To stop the play becoming maudlin with reminiscing, Misto gives his two protagonists a burning problem for the present. After rescuing each other time and again and being closer than many of us ever get to be, Bridie and Sheila have not seen each other since the end of the war. During the course of The Shoe-Horn Sonata we gradually find out why.

And the play’s title? The women formed a choir and used Bridie’s shoe-horn as a metronome.

SHEILA: We forgot the Japs – we forgot our hunger – our boils – barbed-wire – everything … Together we made this glorious sound that rose above the camp – above the jungle – above the war – rose and rose and took us with it. Fifty voices set us free.

BRIDIE: Fifty voices and a shoe-horn …

Publisher: Currency Press (1996)

Cast: 2F (and 1M voice over)

For more information on the women prisoners of war, read this article by Hank Nelson in the Journal of the Australian War Memorial.

204: Sled

4 May

In the last week I’ve read two plays by Judith Thompson, back to back. My only problem is that I haven’t had time to write about them. (Blame it all on a very exciting trip to Poland and a paper that has to be written for a conference there.)

Cover of Sled by Judith Thompson

Both plays were dark, brutal, strange, disconcerting and beautiful. The one I’m talking about here is Sled.

Sled is set in the Canadian wilds and in suburban Toronto. It’s a play about relationships, regrets and inexplicable violence. The play blends naturalistic dialogue with poetic monologues, each time it feels as if it might be heading into realism and you might be able to relax, there’s a heightened moment that is fantastical and challenging and forces the reader/audience to work hard to make connections.

Annie is a singer on holidays with her husband in Northern Ontario. She sees an owl outside their cabin in the middle of the night and decides to go for a walk in the snow. Two thugs out hunting on snowmobiles see her (or don’t see her) and pretend/believe that she’s a moose. They shoot her and leave her in the snow.

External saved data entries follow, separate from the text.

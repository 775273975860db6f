//! # Donut Exchange
//!
//! Simulated commodity exchange for donuts: a price-time priority
//! continuous double-auction matching core, the per-outlet cash and
//! inventory ledger it drives, and periodic agents (supplier production,
//! outlet purchasing, retail customer demand) that generate order flow and
//! consume inventory.
//!
//! ## Entry point
//!
//! Use [`Exchange`] as the single entry point: create with
//! [`Exchange::new`] (rehydrates from the [`Store`]), then
//! [`Exchange::submit_order`] and [`Exchange::sell_to_customer`]. Register
//! observers through [`Exchange::broadcaster`]; start the market with the
//! agents in [`agents`].
//!
//! ## Example
//!
//! ```rust
//! use std::sync::Arc;
//! use donut_exchange::{
//!     DonutType, Exchange, ExchangeConfig, JsonStore, OrderRequest, OrderStatus, Outlet, Side,
//!     Store,
//! };
//! use rust_decimal::Decimal;
//!
//! let store = Arc::new(JsonStore::in_memory());
//! let now = chrono::Local::now().naive_local();
//! for id in ["supplier-factory", "downtown"] {
//!     store
//!         .insert_outlet(&Outlet {
//!             id: id.into(),
//!             name: id.to_string(),
//!             location: "Springfield".to_string(),
//!             balance: Decimal::from(10_000),
//!             margin_percent: Decimal::from(25),
//!             is_open: true,
//!             created_at: now,
//!         })
//!         .unwrap();
//! }
//! let catalogue = vec![DonutType {
//!     id: "glazed".into(),
//!     name: "Glazed".to_string(),
//!     description: "The classic".to_string(),
//! }];
//! let exchange = Exchange::new(store, catalogue, ExchangeConfig::default()).unwrap();
//!
//! let ask = exchange
//!     .submit_order(OrderRequest {
//!         outlet_id: "supplier-factory".into(),
//!         donut_type_id: "glazed".into(),
//!         side: Side::Sell,
//!         quantity: 10,
//!         price_per_unit: Decimal::from(2),
//!     })
//!     .unwrap();
//! assert_eq!(ask.status, OrderStatus::Active);
//!
//! let bid = exchange
//!     .submit_order(OrderRequest {
//!         outlet_id: "downtown".into(),
//!         donut_type_id: "glazed".into(),
//!         side: Side::Buy,
//!         quantity: 4,
//!         price_per_unit: Decimal::from(2),
//!     })
//!     .unwrap();
//! assert_eq!(bid.status, OrderStatus::Filled);
//! assert_eq!(exchange.inventory(&"downtown".into(), &"glazed".into()), 4);
//! ```

pub mod agents;
pub mod broadcast;
pub mod config;
pub mod engine;
pub mod error;
pub mod events;
pub mod ledger;
pub mod matching;
pub mod order_book;
pub mod store;
pub mod types;

pub use broadcast::{Broadcaster, CollectingSink, EventSink, LoggingSink};
pub use config::ExchangeConfig;
pub use engine::Exchange;
pub use error::ExchangeError;
pub use events::{CustomerSale, ExchangeEvent, OutletStats, SalesStats, Transaction};
pub use store::{JsonStore, Store};
pub use types::{
    DonutType, DonutTypeId, Order, OrderBookSnapshot, OrderId, OrderRequest, OrderStatus, Outlet,
    OutletId, SaleId, Side, TransactionId,
};
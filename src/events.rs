//! Emitted facts: exchange fills, retail customer sales, and the event
//! enum fanned out to observers.
//!
//! [`Transaction`] is recorded for each match between a buy and a sell.
//! [`CustomerSale`] is recorded when a simulated customer buys from an
//! outlet's inventory.

use chrono::NaiveDateTime;
use rust_decimal::Decimal;

use crate::types::{DonutTypeId, OrderId, OutletId, SaleId, TransactionId};

/// A single quantity match between two orders at the resting order's price.
#[derive(Clone, Debug, serde::Serialize, serde::Deserialize)]
pub struct Transaction {
    pub id: TransactionId,
    pub buy_order_id: OrderId,
    pub sell_order_id: OrderId,
    pub buyer_outlet_id: OutletId,
    pub seller_outlet_id: OutletId,
    pub donut_type_id: DonutTypeId,
    pub quantity: u32,
    pub price_per_unit: Decimal,
    pub total_amount: Decimal,
    pub executed_at: NaiveDateTime,
}

/// A retail sale out of an outlet's inventory, priced off the base donut
/// price plus the outlet's margin.
#[derive(Clone, Debug, serde::Serialize, serde::Deserialize)]
pub struct CustomerSale {
    pub id: SaleId,
    pub outlet_id: OutletId,
    pub donut_type_id: DonutTypeId,
    pub quantity: u32,
    pub cost_basis: Decimal,
    pub revenue: Decimal,
    pub profit: Decimal,
    pub executed_at: NaiveDateTime,
}

/// Per-outlet sales counters, split by channel.
#[derive(Clone, Debug, Default, serde::Serialize, serde::Deserialize)]
pub struct SalesStats {
    pub customer_sales_revenue: Decimal,
    pub customer_sales_count: u64,
    pub exchange_sales_revenue: Decimal,
    pub exchange_sales_count: u64,
}

/// Stats view returned for one outlet, including net profit against the
/// configured initial balance.
#[derive(Clone, Debug, serde::Serialize, serde::Deserialize)]
pub struct OutletStats {
    pub outlet_id: OutletId,
    pub name: String,
    pub balance: Decimal,
    pub net_profit: Decimal,
    pub sales: SalesStats,
}

/// Domain event fanned out to registered sinks.
#[derive(Clone, Debug, serde::Serialize)]
#[serde(tag = "type", rename_all = "snake_case")]
pub enum ExchangeEvent {
    TradeExecuted(Transaction),
    BookUpdated { donut_type_id: DonutTypeId },
    CustomerPurchased(CustomerSale),
    Error { message: String, source: String },
}
//! End-to-end exchange scenarios: matching, settlement, retail sales, and
//! event emission through the public facade.

use std::sync::Arc;

use rust_decimal::Decimal;

use donut_exchange::{
    CollectingSink, DonutType, Exchange, ExchangeConfig, ExchangeEvent, JsonStore, Order,
    OrderRequest, OrderStatus, Outlet, Side, Store,
};

fn catalogue() -> Vec<DonutType> {
    ["glazed", "chocolate"]
        .into_iter()
        .map(|id| DonutType {
            id: id.into(),
            name: id.to_string(),
            description: String::new(),
        })
        .collect()
}

fn outlet(id: &str, balance: i64, margin: i64) -> Outlet {
    Outlet {
        id: id.into(),
        name: id.to_string(),
        location: "test".to_string(),
        balance: Decimal::from(balance),
        margin_percent: Decimal::from(margin),
        is_open: true,
        created_at: chrono::Local::now().naive_local(),
    }
}

fn build_exchange(extra: &[(&str, i64, i64)]) -> (Arc<JsonStore>, Exchange) {
    let store = Arc::new(JsonStore::in_memory());
    store.insert_outlet(&outlet("supplier-factory", 10_000, 0)).unwrap();
    store.insert_outlet(&outlet("downtown", 10_000, 25)).unwrap();
    store.insert_outlet(&outlet("harbor", 10_000, 25)).unwrap();
    for (id, balance, margin) in extra {
        store.insert_outlet(&outlet(id, *balance, *margin)).unwrap();
    }
    let exchange = Exchange::new(store.clone(), catalogue(), ExchangeConfig::default()).unwrap();
    (store, exchange)
}

fn submit(ex: &Exchange, outlet: &str, side: Side, qty: u32, price: &str) -> Order {
    ex.submit_order(OrderRequest {
        outlet_id: outlet.into(),
        donut_type_id: "glazed".into(),
        side,
        quantity: qty,
        price_per_unit: price.parse().unwrap(),
    })
    .unwrap()
}

#[test]
fn simple_cross() {
    let (_, ex) = build_exchange(&[]);
    let mut rx = ex.broadcaster().subscribe();
    let ask = submit(&ex, "supplier-factory", Side::Sell, 10, "3.00");
    let _ = rx.try_recv(); // book update from the resting ask
    let bid = submit(&ex, "downtown", Side::Buy, 4, "3.00");

    assert_eq!(bid.status, OrderStatus::Filled);
    let ask = ex.find_order(&ask.id).unwrap();
    assert_eq!(ask.remaining, 6);
    assert_eq!(ask.status, OrderStatus::PartiallyFilled);

    let trade = rx.try_recv().unwrap();
    let ExchangeEvent::TradeExecuted(t) = trade else {
        panic!("expected trade first, got {trade:?}");
    };
    assert_eq!(t.quantity, 4);
    assert_eq!(t.price_per_unit, Decimal::from(3));
    assert!(matches!(
        rx.try_recv().unwrap(),
        ExchangeEvent::BookUpdated { .. }
    ));
    assert!(rx.try_recv().is_err(), "exactly one trade and one book update");
}

#[test]
fn price_improvement_resting_price_wins() {
    let (_, ex) = build_exchange(&[]);
    let ask = submit(&ex, "harbor", Side::Sell, 5, "2.50");
    let bid = submit(&ex, "downtown", Side::Buy, 5, "3.00");

    assert_eq!(bid.status, OrderStatus::Filled);
    assert_eq!(ex.find_order(&ask.id).unwrap().status, OrderStatus::Filled);
    let txns = ex.recent_transactions(10).unwrap();
    assert_eq!(txns.len(), 1);
    assert_eq!(txns[0].price_per_unit, "2.50".parse::<Decimal>().unwrap());
    // Buyer paid the resting price, not their own quote.
    assert_eq!(
        ex.outlet(&"downtown".into()).unwrap().balance,
        Decimal::from(10_000) - "12.50".parse::<Decimal>().unwrap()
    );
}

#[test]
fn time_priority_at_equal_price() {
    let (_, ex) = build_exchange(&[]);
    let ask1 = submit(&ex, "supplier-factory", Side::Sell, 5, "2.00");
    let ask2 = submit(&ex, "harbor", Side::Sell, 5, "2.00");
    let bid = submit(&ex, "downtown", Side::Buy, 7, "2.00");

    assert_eq!(bid.status, OrderStatus::Filled);
    let ask1 = ex.find_order(&ask1.id).unwrap();
    let ask2 = ex.find_order(&ask2.id).unwrap();
    assert_eq!(ask1.status, OrderStatus::Filled, "earlier ask fully filled");
    assert_eq!(ask2.status, OrderStatus::PartiallyFilled);
    assert_eq!(ask2.remaining, 3);
}

#[test]
fn self_trade_skipped_bid_rests() {
    let (_, ex) = build_exchange(&[]);
    let ask = submit(&ex, "downtown", Side::Sell, 5, "2.00");
    let bid = submit(&ex, "downtown", Side::Buy, 5, "2.50");

    assert_eq!(bid.status, OrderStatus::Active, "no fill against self");
    assert_eq!(ex.find_order(&ask.id).unwrap().status, OrderStatus::Active);
    assert_eq!(
        ex.best_bid(&"glazed".into()),
        Some("2.50".parse::<Decimal>().unwrap())
    );
    assert_eq!(ex.best_ask(&"glazed".into()), Some(Decimal::from(2)));
    assert!(ex.recent_transactions(10).unwrap().is_empty());
}

#[test]
fn overdraw_aborts_and_cancels_bid() {
    let (_, ex) = build_exchange(&[("broke", 5, 25)]);
    let ask = submit(&ex, "harbor", Side::Sell, 1, "10.00");
    let mut rx = ex.broadcaster().subscribe();
    let bid = submit(&ex, "broke", Side::Buy, 1, "10.00");

    assert_eq!(bid.status, OrderStatus::Cancelled);
    let ask = ex.find_order(&ask.id).unwrap();
    assert_eq!(ask.status, OrderStatus::Active, "ask unchanged");
    assert_eq!(ask.remaining, 1);

    let mut saw_trade = false;
    let mut saw_error = false;
    while let Ok(event) = rx.try_recv() {
        match event {
            ExchangeEvent::TradeExecuted(_) => saw_trade = true,
            ExchangeEvent::Error { source, .. } => saw_error |= source == "matcher",
            _ => {}
        }
    }
    assert!(!saw_trade, "no trade for the aborted slice");
    assert!(saw_error, "matcher error emitted");
    assert_eq!(ex.outlet(&"broke".into()).unwrap().balance, Decimal::from(5));
}

#[test]
fn customer_sale_margin_math() {
    let (_, ex) = build_exchange(&[]);
    ex.set_inventory(&"downtown".into(), &"glazed".into(), 10).unwrap();
    let sale = ex
        .sell_to_customer(&"downtown".into(), &"glazed".into(), 4)
        .unwrap();

    assert_eq!(sale.cost_basis, Decimal::from(8));
    assert_eq!(sale.revenue, Decimal::from(10));
    assert_eq!(sale.profit, Decimal::from(2));
    assert_eq!(ex.inventory(&"downtown".into(), &"glazed".into()), 6);
    assert_eq!(
        ex.outlet(&"downtown".into()).unwrap().balance,
        Decimal::from(10_010)
    );
}

#[test]
fn filled_order_leaves_the_book() {
    let (_, ex) = build_exchange(&[]);
    submit(&ex, "supplier-factory", Side::Sell, 4, "2.00");
    submit(&ex, "downtown", Side::Buy, 4, "2.00");
    assert!(ex.best_ask(&"glazed".into()).is_none());
    assert!(ex.best_bid(&"glazed".into()).is_none());
    let live = ex.order_book_snapshot(&"glazed".into(), false).unwrap();
    assert!(live.bids.is_empty() && live.asks.is_empty());
    let full = ex.order_book_snapshot(&"glazed".into(), true).unwrap();
    assert_eq!(full.bids.len() + full.asks.len(), 2);
}

#[test]
fn closed_outlet_cannot_submit_and_book_is_untouched() {
    let (_, ex) = build_exchange(&[]);
    ex.set_open(&"downtown".into(), false).unwrap();
    let err = ex.submit_order(OrderRequest {
        outlet_id: "downtown".into(),
        donut_type_id: "glazed".into(),
        side: Side::Buy,
        quantity: 1,
        price_per_unit: Decimal::from(2),
    });
    assert!(err.is_err());
    let full = ex.order_book_snapshot(&"glazed".into(), true).unwrap();
    assert!(full.bids.is_empty() && full.asks.is_empty());
}

#[test]
fn exchange_fills_conserve_cash() {
    let (_, ex) = build_exchange(&[]);
    let total_before: Decimal = ["supplier-factory", "downtown", "harbor"]
        .iter()
        .map(|id| ex.outlet(&(*id).into()).unwrap().balance)
        .sum();

    submit(&ex, "supplier-factory", Side::Sell, 10, "2.10");
    submit(&ex, "downtown", Side::Buy, 6, "2.10");
    submit(&ex, "harbor", Side::Buy, 4, "2.20");
    submit(&ex, "downtown", Side::Sell, 3, "2.00");

    let total_after: Decimal = ["supplier-factory", "downtown", "harbor"]
        .iter()
        .map(|id| ex.outlet(&(*id).into()).unwrap().balance)
        .sum();
    assert_eq!(total_before, total_after);
}

#[test]
fn inventory_equals_fills_minus_customer_sales() {
    let (store, ex) = build_exchange(&[]);
    submit(&ex, "supplier-factory", Side::Sell, 20, "2.00");
    submit(&ex, "downtown", Side::Buy, 12, "2.00");
    submit(&ex, "harbor", Side::Buy, 5, "2.00");
    ex.sell_to_customer(&"downtown".into(), &"glazed".into(), 3).unwrap();

    let filled: u32 = store
        .find_recent_transactions(100)
        .unwrap()
        .iter()
        .map(|t| t.quantity)
        .sum();
    let held: u32 = store
        .load_all_inventory()
        .unwrap()
        .iter()
        .map(|(_, _, q)| *q)
        .sum();
    assert_eq!(held, filled - 3);
}

#[tokio::test]
async fn registered_sink_sees_the_whole_flow() {
    let (_, ex) = build_exchange(&[]);
    let sink = CollectingSink::new();
    let _task = ex.broadcaster().register(Arc::new(sink.clone()));
    tokio::task::yield_now().await;

    submit(&ex, "supplier-factory", Side::Sell, 10, "2.00");
    submit(&ex, "downtown", Side::Buy, 4, "2.00");
    ex.set_inventory(&"harbor".into(), &"glazed".into(), 5).unwrap();
    ex.sell_to_customer(&"harbor".into(), &"glazed".into(), 2).unwrap();

    let mut trades = 0;
    let mut purchases = 0;
    for _ in 0..100 {
        trades = sink
            .events()
            .iter()
            .filter(|e| matches!(e, ExchangeEvent::TradeExecuted(_)))
            .count();
        purchases = sink
            .events()
            .iter()
            .filter(|e| matches!(e, ExchangeEvent::CustomerPurchased(_)))
            .count();
        if trades >= 1 && purchases >= 1 {
            break;
        }
        tokio::time::sleep(std::time::Duration::from_millis(5)).await;
    }
    assert_eq!(trades, 1);
    assert_eq!(purchases, 1);
}

#[test]
fn leaderboard_orders_by_net_profit_without_sentinel() {
    let (_, ex) = build_exchange(&[]);
    ex.set_inventory(&"harbor".into(), &"glazed".into(), 20).unwrap();
    ex.sell_to_customer(&"harbor".into(), &"glazed".into(), 10).unwrap();
    // Supplier sells to downtown; downtown spends cash, supplier gains.
    submit(&ex, "supplier-factory", Side::Sell, 10, "2.00");
    submit(&ex, "downtown", Side::Buy, 10, "2.00");

    let board = ex.leaderboard();
    assert_eq!(board.len(), 2);
    assert_eq!(board[0].outlet_id.0, "harbor");
    assert!(board[0].net_profit > Decimal::ZERO);
    assert!(board[1].net_profit < Decimal::ZERO);
}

Two scenes later, Annie has a monologue.

ANNIE: This is very strange. This is very strange. My heart is not beating, the blood is pouring, gushing out of me […] I am dying. I will be buried. Deep, unmoving inside a box under the ground, eyes never moving my tongue curling up mouldy inside my mouth these hands folded, living only in dreams, and thoughts, and hurried conversations in front of Steven’s Milk, with dogs pulling at the leash and kids dancing around, “Did you hear who died?” or at the skating rink, flirting, buying hot dogs, “Did you hear?” less and less, and less, present only in my recycled clothes, hanging at the Goodwill, in the hairs I have left in the brushes all over the house, in my fingerprints which will fade in ten years, she disappeared; they the neighbours they will go on and on for years […] and I will have left so little; I wish to leave more on this earth, more than I have (big raspy breath) oh let me go back, to lie naked in the wet cement, to spray paint my name in blue all over my city […]

It’s a long monologue – too long for me to include here – and it is startlingly lovely and terribly, terribly sad.

Sled needs to be read more than once – it can’t be glanced over and summarised. It’s a meaty, confronting piece of work with images and themes that disturb and haunt.

Publisher: Playwrights Canada Press

Cast: 4M, 3F (contains some doubling)

203: Doc

14 Apr

Another play by Sharon Pollock today: Doc. This is one of the Canadian playwright’s most acclaimed plays, having garnered her the Chalmers Canadian Play Award and the Governor General’s Award for Drama.

cover of Sharon Pollock's Doc

Doc is an autobiographical play about Pollock’s family. Her father, Ev, was a workaholic physician and her mother, nicknamed Bob, suffered depression and alcoholism, eventually committing suicide when Pollock was 18. The play is unflinching and raw, particularly in the way it depicts Pollock herself with all her flaws writ large.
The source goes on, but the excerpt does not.